Saved entries:

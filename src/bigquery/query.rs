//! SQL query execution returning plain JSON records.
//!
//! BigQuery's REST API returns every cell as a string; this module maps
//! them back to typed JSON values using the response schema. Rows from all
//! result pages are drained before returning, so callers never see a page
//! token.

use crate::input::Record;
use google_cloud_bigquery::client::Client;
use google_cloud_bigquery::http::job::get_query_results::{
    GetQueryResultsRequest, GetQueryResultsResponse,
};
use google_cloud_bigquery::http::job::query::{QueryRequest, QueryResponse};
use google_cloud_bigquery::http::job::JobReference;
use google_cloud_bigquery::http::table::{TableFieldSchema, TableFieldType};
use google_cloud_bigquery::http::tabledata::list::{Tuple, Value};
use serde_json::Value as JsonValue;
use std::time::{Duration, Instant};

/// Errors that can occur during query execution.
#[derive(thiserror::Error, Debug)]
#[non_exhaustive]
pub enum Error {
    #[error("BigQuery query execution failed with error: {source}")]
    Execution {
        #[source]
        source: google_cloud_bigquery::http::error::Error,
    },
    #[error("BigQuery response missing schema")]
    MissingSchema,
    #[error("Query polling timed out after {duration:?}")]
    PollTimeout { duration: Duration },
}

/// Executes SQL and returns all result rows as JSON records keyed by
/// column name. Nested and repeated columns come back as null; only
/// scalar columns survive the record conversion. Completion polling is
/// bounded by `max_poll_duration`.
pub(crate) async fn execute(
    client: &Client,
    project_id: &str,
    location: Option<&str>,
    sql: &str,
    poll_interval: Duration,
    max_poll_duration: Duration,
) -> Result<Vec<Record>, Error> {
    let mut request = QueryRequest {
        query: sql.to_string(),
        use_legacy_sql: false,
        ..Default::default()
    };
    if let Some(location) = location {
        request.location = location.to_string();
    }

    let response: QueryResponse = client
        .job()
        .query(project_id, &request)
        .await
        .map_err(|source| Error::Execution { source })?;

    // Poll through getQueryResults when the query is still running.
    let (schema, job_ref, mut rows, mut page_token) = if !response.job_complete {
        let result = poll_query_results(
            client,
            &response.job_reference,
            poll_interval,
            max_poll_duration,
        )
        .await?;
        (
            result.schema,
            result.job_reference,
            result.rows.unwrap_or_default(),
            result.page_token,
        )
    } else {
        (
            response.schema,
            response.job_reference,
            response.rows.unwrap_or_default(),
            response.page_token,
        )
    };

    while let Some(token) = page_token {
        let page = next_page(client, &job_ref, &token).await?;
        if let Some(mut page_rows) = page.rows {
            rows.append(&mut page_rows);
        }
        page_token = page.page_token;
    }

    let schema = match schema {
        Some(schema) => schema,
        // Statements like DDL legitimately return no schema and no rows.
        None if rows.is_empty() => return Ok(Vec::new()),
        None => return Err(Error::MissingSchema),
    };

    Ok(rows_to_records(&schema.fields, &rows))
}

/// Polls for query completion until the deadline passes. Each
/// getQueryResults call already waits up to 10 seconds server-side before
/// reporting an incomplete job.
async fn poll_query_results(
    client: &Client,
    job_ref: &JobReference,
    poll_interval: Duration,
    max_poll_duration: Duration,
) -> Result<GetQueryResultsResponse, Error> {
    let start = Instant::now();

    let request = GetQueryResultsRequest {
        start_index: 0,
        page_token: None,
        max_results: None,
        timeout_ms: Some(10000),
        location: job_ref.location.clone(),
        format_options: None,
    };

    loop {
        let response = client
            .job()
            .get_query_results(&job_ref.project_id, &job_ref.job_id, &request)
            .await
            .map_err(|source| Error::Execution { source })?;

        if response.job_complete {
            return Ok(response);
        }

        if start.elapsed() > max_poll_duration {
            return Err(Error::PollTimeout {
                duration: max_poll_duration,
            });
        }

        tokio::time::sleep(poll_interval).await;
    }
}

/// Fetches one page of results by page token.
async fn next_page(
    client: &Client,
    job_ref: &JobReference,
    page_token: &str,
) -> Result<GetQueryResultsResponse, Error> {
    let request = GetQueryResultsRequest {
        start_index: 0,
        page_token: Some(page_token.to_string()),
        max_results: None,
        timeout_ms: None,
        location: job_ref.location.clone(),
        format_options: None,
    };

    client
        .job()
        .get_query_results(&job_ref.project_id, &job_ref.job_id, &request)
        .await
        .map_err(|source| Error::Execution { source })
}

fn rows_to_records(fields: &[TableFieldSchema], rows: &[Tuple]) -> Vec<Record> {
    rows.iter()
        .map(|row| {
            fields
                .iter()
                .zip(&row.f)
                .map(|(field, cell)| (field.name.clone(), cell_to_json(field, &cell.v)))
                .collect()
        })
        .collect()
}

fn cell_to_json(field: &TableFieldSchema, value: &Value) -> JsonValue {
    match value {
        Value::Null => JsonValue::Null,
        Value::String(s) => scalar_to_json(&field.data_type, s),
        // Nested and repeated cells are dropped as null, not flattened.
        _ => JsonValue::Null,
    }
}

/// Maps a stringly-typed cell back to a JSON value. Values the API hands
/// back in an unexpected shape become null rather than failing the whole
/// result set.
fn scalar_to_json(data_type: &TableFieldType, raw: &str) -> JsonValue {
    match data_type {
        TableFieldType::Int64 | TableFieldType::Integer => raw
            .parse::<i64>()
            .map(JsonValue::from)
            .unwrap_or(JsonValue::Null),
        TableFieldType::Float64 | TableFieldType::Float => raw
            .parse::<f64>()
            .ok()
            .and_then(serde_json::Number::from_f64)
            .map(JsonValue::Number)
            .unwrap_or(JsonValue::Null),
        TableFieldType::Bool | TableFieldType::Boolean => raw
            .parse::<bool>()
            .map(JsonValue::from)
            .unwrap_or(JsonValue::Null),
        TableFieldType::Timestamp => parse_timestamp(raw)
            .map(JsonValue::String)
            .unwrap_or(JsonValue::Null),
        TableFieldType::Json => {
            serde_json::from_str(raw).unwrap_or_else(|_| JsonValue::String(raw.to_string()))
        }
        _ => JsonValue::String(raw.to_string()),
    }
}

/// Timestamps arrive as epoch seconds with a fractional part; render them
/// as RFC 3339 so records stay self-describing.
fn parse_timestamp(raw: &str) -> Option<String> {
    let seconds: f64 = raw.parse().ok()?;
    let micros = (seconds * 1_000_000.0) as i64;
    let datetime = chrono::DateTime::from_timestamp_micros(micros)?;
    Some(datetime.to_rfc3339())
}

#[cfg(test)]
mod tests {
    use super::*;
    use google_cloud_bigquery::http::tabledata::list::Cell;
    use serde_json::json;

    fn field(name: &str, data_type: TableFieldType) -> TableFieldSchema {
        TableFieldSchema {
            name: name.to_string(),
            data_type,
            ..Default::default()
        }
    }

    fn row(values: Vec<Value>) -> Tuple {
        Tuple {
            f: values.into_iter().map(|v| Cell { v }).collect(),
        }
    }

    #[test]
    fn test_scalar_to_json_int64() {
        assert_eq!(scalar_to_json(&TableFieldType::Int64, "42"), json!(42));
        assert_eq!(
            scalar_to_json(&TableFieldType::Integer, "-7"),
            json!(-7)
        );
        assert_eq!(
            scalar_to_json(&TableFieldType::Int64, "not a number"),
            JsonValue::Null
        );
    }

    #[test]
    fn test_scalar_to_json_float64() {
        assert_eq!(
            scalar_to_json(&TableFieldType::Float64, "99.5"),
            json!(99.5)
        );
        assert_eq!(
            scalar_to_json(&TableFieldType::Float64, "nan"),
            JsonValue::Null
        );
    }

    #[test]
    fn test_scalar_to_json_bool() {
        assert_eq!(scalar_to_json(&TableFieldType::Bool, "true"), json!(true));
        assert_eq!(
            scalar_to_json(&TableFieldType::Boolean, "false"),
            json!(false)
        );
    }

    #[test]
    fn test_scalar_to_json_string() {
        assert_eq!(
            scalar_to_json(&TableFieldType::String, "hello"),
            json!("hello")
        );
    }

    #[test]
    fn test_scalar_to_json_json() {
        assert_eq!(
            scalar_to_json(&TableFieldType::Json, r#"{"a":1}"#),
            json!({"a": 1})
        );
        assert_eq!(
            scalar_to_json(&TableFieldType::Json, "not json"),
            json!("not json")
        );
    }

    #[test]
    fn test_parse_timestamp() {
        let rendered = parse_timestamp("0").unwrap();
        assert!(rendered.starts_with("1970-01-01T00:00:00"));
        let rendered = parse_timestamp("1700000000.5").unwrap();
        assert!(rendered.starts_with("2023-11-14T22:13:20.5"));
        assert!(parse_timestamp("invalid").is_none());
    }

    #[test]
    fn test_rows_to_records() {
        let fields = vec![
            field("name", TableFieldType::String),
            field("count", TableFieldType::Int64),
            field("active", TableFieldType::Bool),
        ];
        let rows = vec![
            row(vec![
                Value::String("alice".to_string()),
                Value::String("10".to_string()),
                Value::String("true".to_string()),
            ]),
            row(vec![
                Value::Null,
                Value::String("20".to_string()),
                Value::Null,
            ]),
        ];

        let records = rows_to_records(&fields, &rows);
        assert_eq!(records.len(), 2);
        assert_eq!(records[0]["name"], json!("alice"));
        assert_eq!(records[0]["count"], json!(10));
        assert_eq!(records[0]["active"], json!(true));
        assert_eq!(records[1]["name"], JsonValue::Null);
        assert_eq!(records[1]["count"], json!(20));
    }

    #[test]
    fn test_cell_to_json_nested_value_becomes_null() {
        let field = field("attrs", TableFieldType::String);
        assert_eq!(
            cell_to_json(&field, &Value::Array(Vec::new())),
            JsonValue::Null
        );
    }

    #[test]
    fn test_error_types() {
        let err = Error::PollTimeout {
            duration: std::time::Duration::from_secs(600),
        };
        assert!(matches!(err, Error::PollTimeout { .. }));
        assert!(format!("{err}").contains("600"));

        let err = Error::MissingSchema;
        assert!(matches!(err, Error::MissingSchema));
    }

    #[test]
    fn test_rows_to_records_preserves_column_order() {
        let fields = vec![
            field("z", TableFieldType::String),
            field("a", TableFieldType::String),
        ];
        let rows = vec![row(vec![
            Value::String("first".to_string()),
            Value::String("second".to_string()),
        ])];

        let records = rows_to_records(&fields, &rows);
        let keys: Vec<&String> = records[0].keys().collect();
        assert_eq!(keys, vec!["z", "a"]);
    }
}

### TASK STATEMENT
Go through the records above and return each line in which the word "alice" occurs.

### TASK RESULT
                Value::String("alice".to_string()),
        assert_eq!(records[0]["name"], json!("alice"));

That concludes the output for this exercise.